In een ondernemingsplan leg je vast welke activiteiten je gaat uitoefenen, wie je klanten zullen zijn, waar je met je onderneming naartoe wil, wat je doelstellingen zijn op de korte en op lange termijn.

Omschrijf je product en geef ook voor jezelf aan wat er vernieuwend aan is. Bepaal bijvoorbeeld of je algemene of gespecialiseerde reportages wil maken. Misschien ben je uitermate goed in interviewen, of maak je bevlogen reisreportages. Voor welke media wil je dat doen: dagblad, weekblad, maandblad, radio, tv, internet? En ga je lokaal, regionaal, nationaal of internationaal nieuws brengen?

Hou er ook rekening mee dat er in Vlaanderen niet zoveel mediagroepen meer overblijven. In de dagbladsector zijn dat er nog twee grote, DPG Media en Mediahuis, of drie als je er Roularta (met De Tijd) bijtelt.

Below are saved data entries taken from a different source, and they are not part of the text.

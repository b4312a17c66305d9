//-
// Copyright (c) 2023, Jason Lingle
//
// This file is part of Lazymime.
//
// Lazymime is free software: you can redistribute it and/or modify it under
// the terms of the GNU  General Public License as published  by the Free
// Software Foundation, either version 3 of the License, or (at your option)
// any later version.
//
// Lazymime is distributed  in the hope that it will  be useful, but WITHOUT
// ANY  WARRANTY; without  even  the implied  warranty  of MERCHANTABILITY  or
// FITNESS FOR  A PARTICULAR  PURPOSE. See the  GNU General  Public License
// for more details.
//
// You should have received a copy of the GNU General Public License along
// with Lazymime. If not, see <http://www.gnu.org/licenses/>.

use std::io;

use thiserror::Error;

/// The crate-wide error type.
///
/// Parsing is deliberately tolerant, so very few conditions actually surface
/// as errors: I/O failures on the underlying source, and configuration
/// mistakes in a caller-supplied strategy list.
#[derive(Error, Debug)]
pub enum Error {
    /// No parser strategy accepted a part's headers.
    ///
    /// Unreachable with the default strategy list, whose catch-all accepts
    /// everything; only a caller-modified list can trigger it.
    #[error("No compatible parser strategy for part")]
    NoCompatibleParser,
    #[error(transparent)]
    Io(#[from] io::Error),
}
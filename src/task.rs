//! Task polling utilities
//!
//! The UI thread never awaits. Background work (the map geometry download)
//! is spawned on the tokio runtime and checked once per frame.

use futures::FutureExt;
use tokio::task::JoinHandle;

/// Result of polling a task
pub enum PollResult<T> {
    /// No task to poll (task was None)
    NoTask,
    /// Task is still running
    Pending,
    /// Task completed with result (may be Ok or join error)
    Complete(Result<T, tokio::task::JoinError>),
}

/// Poll an optional task handle and take its result if finished.
///
/// The handle is cleared once the task completes, so a finished task is
/// reported exactly once.
///
/// # Example
/// ```ignore
/// match poll_task(&mut self.task) {
///     PollResult::Complete(Ok(Ok(geometry))) => { /* fetched */ }
///     PollResult::Complete(Ok(Err(e))) => { /* fetch or parse failed */ }
///     PollResult::Complete(Err(e)) => { /* task panicked */ }
///     PollResult::Pending => ctx.request_repaint(),
///     PollResult::NoTask => {}
/// }
/// ```
pub fn poll_task<T>(task: &mut Option<JoinHandle<T>>) -> PollResult<T> {
    let Some(handle) = task.as_mut() else {
        return PollResult::NoTask;
    };

    if !handle.is_finished() {
        return PollResult::Pending;
    }

    match handle.now_or_never() {
        Some(result) => {
            *task = None;
            PollResult::Complete(result)
        }
        None => {
            // is_finished() said otherwise; keep the handle and poll next frame
            tracing::warn!("Task not ready despite is_finished()");
            PollResult::Pending
        }
    }
}

#[cfg(test)]
mod tests {
    use super::*;

    #[test]
    fn test_no_task() {
        let mut task: Option<JoinHandle<u32>> = None;
        assert!(matches!(poll_task(&mut task), PollResult::NoTask));
    }

    #[tokio::test]
    async fn test_completed_task_is_taken() {
        let mut task = Some(tokio::spawn(async { 42u32 }));
        while task.as_ref().is_some_and(|t| !t.is_finished()) {
            tokio::task::yield_now().await;
        }

        assert!(matches!(poll_task(&mut task), PollResult::Complete(Ok(42))));
        assert!(task.is_none());
        assert!(matches!(poll_task(&mut task), PollResult::NoTask));
    }
}
//! Application state modules
//!
//! This module contains grouped state structs owned by HackHereApp.
//! The selection controller is the single source of truth for filtering;
//! the map and UI states only hold view-local data.

mod map;
mod selection;
mod ui;

pub use map::MapState;
pub use selection::{RegionFill, SelectionController};
pub use ui::UiState;

/// Events that state poll methods can return.
/// These communicate results back to HackHereApp without direct mutation.
#[derive(Debug)]
pub enum StateEvent {
    /// Update the status message
    StatusMessage(String),

    /// Log an error message
    LogError(String),

    /// Log an info message
    LogInfo(String),
}
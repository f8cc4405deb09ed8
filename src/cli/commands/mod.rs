//! CLI command implementations

pub mod config;
pub mod events;
pub mod states;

Niets belet je natuurlijk om de landsgrens over te steken: Nederland heeft een bevolking van 2,5 keer die van Vlaanderen, met een grotere leescultuur bovendien (wat niet belet dat die cultuur ook wel verschilt). Of lever vanuit Brussel bijdragen in het Engels of Frans voor buitenlandse media. Ook voor beeldjournalisten liggen hier interessante mogelijkheden.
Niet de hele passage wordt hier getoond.